Type: Poster Presentation

Presentation during EHA24: On Saturday, June 15, 2019 from 17:30 - 19:00

Location: Poster area

Background
Patients with myeloproliferative neoplasms (MPNs) have a higher risk than the general population of developing a lymphoid neoplasm (Rumi et al, Haematologica 2011). It is still unclear whether this holds true for non-hematological second primary malignancies (SPMs) (Frederiksen et al, Blood 2011; Susini et al, Blood 2012). However, among 20,250 MPN patients included in the Surveillance, Epidemiology, and End Results Program (SEER) database, the 10-year cumulative incidence of SPMs was 12.7%, significantly higher than that expected in the general U.S. population (Brunner et al, Leuk Lymphoma 2016). Ruxolitinib (RUX) is an oral JAK1/2 inhibitor approved for the treatment of myelofibrosis (MF). Recently, Porpaczy et al (Blood 2018) alerted on the possible risk of aggressive lymphomas developing in MPN patients treated with JAK inhibitors including RUX, even though patient selection bias complicates interpretation.

Aims
To assess SPM occurrence in RUX-treated MF patients on the basis of real world data (RWD) provided by the health authority of Regione Lombardia, complemented with institutional data.

Methods
Lombardy, a region of roughly 10 million individuals, has a well-established network for hematology (Rete Ematologica Lombarda, REL), with a specific commission for MPNs.

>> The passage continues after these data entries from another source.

// src/tensor/accessors.rs
use std::sync::Arc;

use crate::coefficient::Ring;
use crate::error::RingTensorError;
use crate::tensor::utils::normalize_indices;
use crate::tensor::Tensor;

impl<R: Ring> Tensor<R> {
    /// Returns a clone of the tensor's shape (dimensions).
    pub fn shape(&self) -> Vec<usize> {
        self.read_data().shape.clone()
    }

    /// Returns a clone of the tensor's (signed) strides.
    pub fn strides(&self) -> Vec<isize> {
        self.read_data().strides.clone()
    }

    /// Storage slot of the first logical element.
    pub fn offset(&self) -> usize {
        self.read_data().offset
    }

    /// Returns the rank (number of dimensions) of the tensor.
    pub fn rank(&self) -> usize {
        self.read_data().shape.len()
    }

    /// Returns the total number of elements in the tensor.
    pub fn numel(&self) -> usize {
        self.read_data().numel()
    }

    /// The coefficient model of this tensor.
    pub fn ring(&self) -> &R {
        &self.read_data().ring
    }

    /// Checks if the tensor enumerates its storage in row-major order.
    pub fn is_contiguous(&self) -> bool {
        self.read_data().is_contiguous()
    }

    /// True when both tensors address the same storage buffer.
    pub fn shares_storage_with(&self, other: &Tensor<R>) -> bool {
        Arc::ptr_eq(&self.read_data().buffer, &other.read_data().buffer)
    }

    /// Reads one element. Negative indices count from the end of their axis.
    ///
    /// # Errors
    /// `RankMismatch` on a wrong number of indices, `IndexOutOfBounds` if an
    /// index lies outside `[-dim, dim)`.
    pub fn get(&self, indices: &[isize]) -> Result<R::Element, RingTensorError> {
        let td = self.read_data();
        let coords = normalize_indices(indices, &td.shape)?;
        let slot = td.get_offset(&coords);
        let slots = td.buffer.read()?;
        Ok(slots[slot].clone())
    }

    /// Writes one element. The write is visible through every view sharing
    /// this storage.
    ///
    /// # Errors
    /// Same as [`Tensor::get`].
    pub fn set(&self, indices: &[isize], value: R::Element) -> Result<(), RingTensorError> {
        let td = self.read_data();
        let coords = normalize_indices(indices, &td.shape)?;
        let slot = td.get_offset(&coords);
        let mut slots = td.buffer.write()?;
        slots[slot] = value;
        Ok(())
    }

    /// Extracts the single element of a one-element tensor.
    ///
    /// # Errors
    /// `ShapeMismatch` if the tensor holds more or fewer than one element.
    pub fn item(&self) -> Result<R::Element, RingTensorError> {
        let td = self.read_data();
        if td.numel() != 1 {
            return Err(RingTensorError::ShapeMismatch {
                expected: vec![],
                actual: td.shape.clone(),
                operation: "item()".to_string(),
            });
        }
        let slots = td.buffer.read()?;
        Ok(slots[td.offset].clone())
    }

    /// Logical contents in row-major order.
    pub fn to_vec(&self) -> Result<Vec<R::Element>, RingTensorError> {
        self.read_data().gather()
    }
}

Within the REL we conducted an ambispective observational study (RUXOREL-MF) including all MF patients treated with RUX, i.e. 215 subjects regularly followed at 17 centers. The study was approved by the Review Board of each Institution and conducted in accordance with the Declaration of Helsinki. Incidence rates were computed from the number of events versus the time at risk after RUX start. Time-to-event analyses used Kaplan-Meier estimators, log-rank tests and cause-specific Cox models based on time elapsed after RUX start.

Results
Main patient characteristics according to SPM (excluding non-melanoma skin cancer, NMSC) occurrence are summarized in Table 1. Median follow up from diagnosis of MF was 61.5 months (interquartile range, IQR, 34.1-97.3). Median follow up from RUX start was 24.2 months (IQR 12.6-40.4). Forty-nine (22.8%) patients died, two due to the SPM. Median overall survival from RUX start was 78.7 months. 27 cases of SPMs were reported prior to RUX start, with no case of lymphoma. 24 cases of SPMs occurred after RUX start (lung, 1; breast, 3; prostate, 2; bladder, 1; melanoma, 1; multiple myeloma, 1; NMSC, 13; other, 2). The incidence rate of SPMs post-RUX was 4.3 per 100 pt-years (95% CI 2.7-6.5), whereas it was 1.7 per 100 pt-years (95% CI 0.8-3.2), when excluding NMSCs from the analysis. Median time to SPM diagnosis after RUX start was 16.9 months (IQR 6.9-21.5) and 19.8 months (IQR 16.3-36.7) when excluding NMSCs. Cumulative incidence of SPMs (excluding NMSCs) after RUX start is reported in Fig. 1. Patients with a SPM pre-RUX were at higher risk of developing a SPM post-RUX (HR 3.6, 95% CI 1.1-11.0, p=0.02). Significance was lost if the analysis excluded NMSC (HR 3.8, 95% CI 0.8-18.7, p=0.08).

Conclusion
Our RWD offer a unique opportunity to provide real world evidence on the incidence of SPMs in MF patients receiving RUX. In our cohort no case of lymphoma was registered with a median follow up after RUX start matching the median time to lymphoma occurrence reported in the aforementioned publication. Incidence of SPMs after RUX start was 4.3 per 100 pt-years and 1.7 per 100 pt-years when excluding NMSC. A matched control study including MF patients not receiving RUX is ongoing and will be presented at the EHA meeting.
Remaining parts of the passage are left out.